1. Jean-Siméon Chardin (1699-1779)
The Attributes of Civil Music, 1767
Oil on canvas - 112 x 144.5 cm
Paris, Musée du Louvre
Photo : Musée du Louvre

2. Jean-Siméon Chardin (1699-1779)
The Attributes of War Music, 1767
Oil on canvas - 112 x 144.5 cm
Paris, Musée du Louvre
Photo : Musée du Louvre

Built for Madame de Pompadour, Bellevue was remodeled after her death [2]. Charles-Nicolas Cochin, who was in charge of the decorating, wrote on 15 July 1766 [3] : “The music room seems to me to call for something in keeping with its purpose. This is why I think it would be appropriately decorated with two works over the doors by M. Chardin. This artist achieves a degree of perfection which is unique in its scale.”
During the Revolution the canvases disappeared but then resurfaced at an auction in 1853 when they were acquired by the collector Francois Marcille. He later bequeathed them to his son Eudoxe in whose family they remained until now.

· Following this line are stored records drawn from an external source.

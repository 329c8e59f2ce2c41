//! WAL record encoding.

use crate::error::{CoreError, CoreResult};
use crate::types::{DocumentId, FIELD_ID, FIELD_OP, FIELD_SET};
use shelfdb_codec::{Document, Value};

const OP_INSERT: &str = "insert";
const OP_UPDATE: &str = "update";
const OP_DELETE: &str = "delete";

/// A pending mutation queued in the write-ahead log.
#[derive(Debug, Clone, PartialEq)]
pub enum WalOp {
    /// Store a new document. The document already carries its `_id`.
    Insert {
        /// The full document, id included.
        doc: Document,
    },
    /// Overwrite some fields of an existing document.
    Update {
        /// Target document id.
        id: DocumentId,
        /// Fields to overwrite; untouched fields keep their values.
        set: Document,
    },
    /// Remove a document.
    Delete {
        /// Target document id.
        id: DocumentId,
    },
}

impl WalOp {
    /// Converts the operation into its on-disk record document.
    ///
    /// The record is the payload tagged with `_op`; updates carry the
    /// partial document under `_set`.
    #[must_use]
    pub fn to_document(&self) -> Document {
        match self {
            Self::Insert { doc } => {
                let mut record = doc.clone();
                record.set(FIELD_OP, OP_INSERT);
                record
            }
            Self::Update { id, set } => {
                let mut record = Document::new();
                record.set(FIELD_OP, OP_UPDATE);
                record.set(FIELD_ID, id.as_str());
                let fields = set
                    .iter()
                    .map(|(k, v)| (k.to_string(), v.clone()))
                    .collect();
                record.set(FIELD_SET, Value::Map(fields));
                record
            }
            Self::Delete { id } => {
                let mut record = Document::new();
                record.set(FIELD_OP, OP_DELETE);
                record.set(FIELD_ID, id.as_str());
                record
            }
        }
    }

    /// Parses an operation back out of its on-disk record document.
    pub fn from_document(mut record: Document) -> CoreResult<Self> {
        let op = match record.remove(FIELD_OP) {
            Some(Value::Str(op)) => op,
            _ => return Err(CoreError::corrupt_record("WAL record has no operation tag")),
        };

        match op.as_str() {
            OP_INSERT => {
                if record.field(FIELD_ID).as_str().is_none() {
                    return Err(CoreError::corrupt_record("WAL insert record has no id"));
                }
                Ok(Self::Insert { doc: record })
            }
            OP_UPDATE => {
                let id = record_id(&record)?;
                let set = match record.remove(FIELD_SET) {
                    Some(Value::Map(fields)) => fields.into_iter().collect(),
                    _ => {
                        return Err(CoreError::corrupt_record(
                            "WAL update record has no field map",
                        ))
                    }
                };
                Ok(Self::Update { id, set })
            }
            OP_DELETE => Ok(Self::Delete {
                id: record_id(&record)?,
            }),
            other => Err(CoreError::corrupt_record(format!(
                "unknown WAL operation: {other:?}"
            ))),
        }
    }
}

fn record_id(record: &Document) -> CoreResult<DocumentId> {
    record
        .field(FIELD_ID)
        .as_str()
        .map(DocumentId::new)
        .ok_or_else(|| CoreError::corrupt_record("WAL record has no id"))
}

#[cfg(test)]
mod tests {
    use super::*;

    #[test]
    fn insert_roundtrip() {
        let mut doc = Document::new();
        doc.set(FIELD_ID, "d1");
        doc.set("name", "alice");

        let op = WalOp::Insert { doc };
        let parsed = WalOp::from_document(op.to_document()).unwrap();
        assert_eq!(parsed, op);
    }

    #[test]
    fn update_roundtrip() {
        let mut set = Document::new();
        set.set("age", 31i64);
        set.set("city", "lisbon");

        let op = WalOp::Update {
            id: DocumentId::new("d1"),
            set,
        };
        let parsed = WalOp::from_document(op.to_document()).unwrap();
        assert_eq!(parsed, op);
    }

    #[test]
    fn delete_roundtrip() {
        let op = WalOp::Delete {
            id: DocumentId::new("d1"),
        };
        let parsed = WalOp::from_document(op.to_document()).unwrap();
        assert_eq!(parsed, op);
    }

    #[test]
    fn rejects_malformed_records() {
        // No operation tag
        let mut record = Document::new();
        record.set(FIELD_ID, "d1");
        assert!(WalOp::from_document(record).is_err());

        // Unknown operation
        let mut record = Document::new();
        record.set(FIELD_OP, "upsert");
        record.set(FIELD_ID, "d1");
        assert!(WalOp::from_document(record).is_err());

        // Update without a field map
        let mut record = Document::new();
        record.set(FIELD_OP, "update");
        record.set(FIELD_ID, "d1");
        assert!(WalOp::from_document(record).is_err());

        // Insert without an id
        let mut record = Document::new();
        record.set(FIELD_OP, "insert");
        record.set("x", 1i64);
        assert!(WalOp::from_document(record).is_err());
    }
}
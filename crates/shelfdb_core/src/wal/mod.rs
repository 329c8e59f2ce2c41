//! Write-ahead log.
//!
//! Every mutation is first appended to the collection's `wal.bson` file
//! and made durable before the call returns. `flush` later replays the
//! pending operations into the segments and indexes and deletes the file.
//! A crash between those two steps replays the WAL again on the next
//! flush; re-applied records collapse under last-write-wins at read time.

mod manager;
mod record;

pub use manager::WalManager;
pub use record::WalOp;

These two paintings join others at the Louvre by the same artist : The Attributes of Art and The Attributes of Music, painted to hang over the doors at the chateau de Choisy and dated one year earlier (1765). They are of similar size and with the one at the Hermitageexecuted in 1766 for the Academy of Fine Arts in Saint Petersburg, make up a unified ensemble which Pierre Rosenberg compared to those painted in the early 1730’s for Count Rothenbourg (two reside at the Musee Jacquemart-Andre [4], two others also belong to Eudoxe Marcille’s heirs [5]) : “No longer the sumptuous and sometimes chaotic richness of the first canvases, the unbridled lyricism ; this is now replaced by a Cubist’s rigor, a sense of harmony, a perfectly mastered process of the theory of allusions. But Chardin’s greatness consists in never abdicating to the imperatives of the spot where his canvas will hang, the final destination of his creation. He never slides into the decorative, never succumbs to decorating. In fact, Chardin was never a better painter than when he had to execute these commissions.”

Didier Rykner, lundi 9 août 2010


[1] We should recall that his first name is not Jean-Baptiste Simeon, but Jean-Simeon, as was often written during his lifetime and even today – including this website in previous articles.

[2] As kindly pointed out to us by Gerard Mabille, Bellevue was sold to Louis XV by Madame de Pompadour in 1757. It was only in 1774, after the death of Louis XV, that Louis XVI turned the chateau over to his aunts, Mesdames, the daughters of Louis XV.

[3] Quoted in the catalogue for the Chardin exhibition at the Grand Palais in Paris in 1979, p. 347.

[4] The Attributes of Science and The Attributes of Art, no. 29 and no. 30 of the 1979 catalogue, pp. 149-152.

[5] Instruments of Music and Parrot and Instruments of Music and Fruit Basket, no. 27 and no. 28 of the 1979 catalogue, pp. 146-149.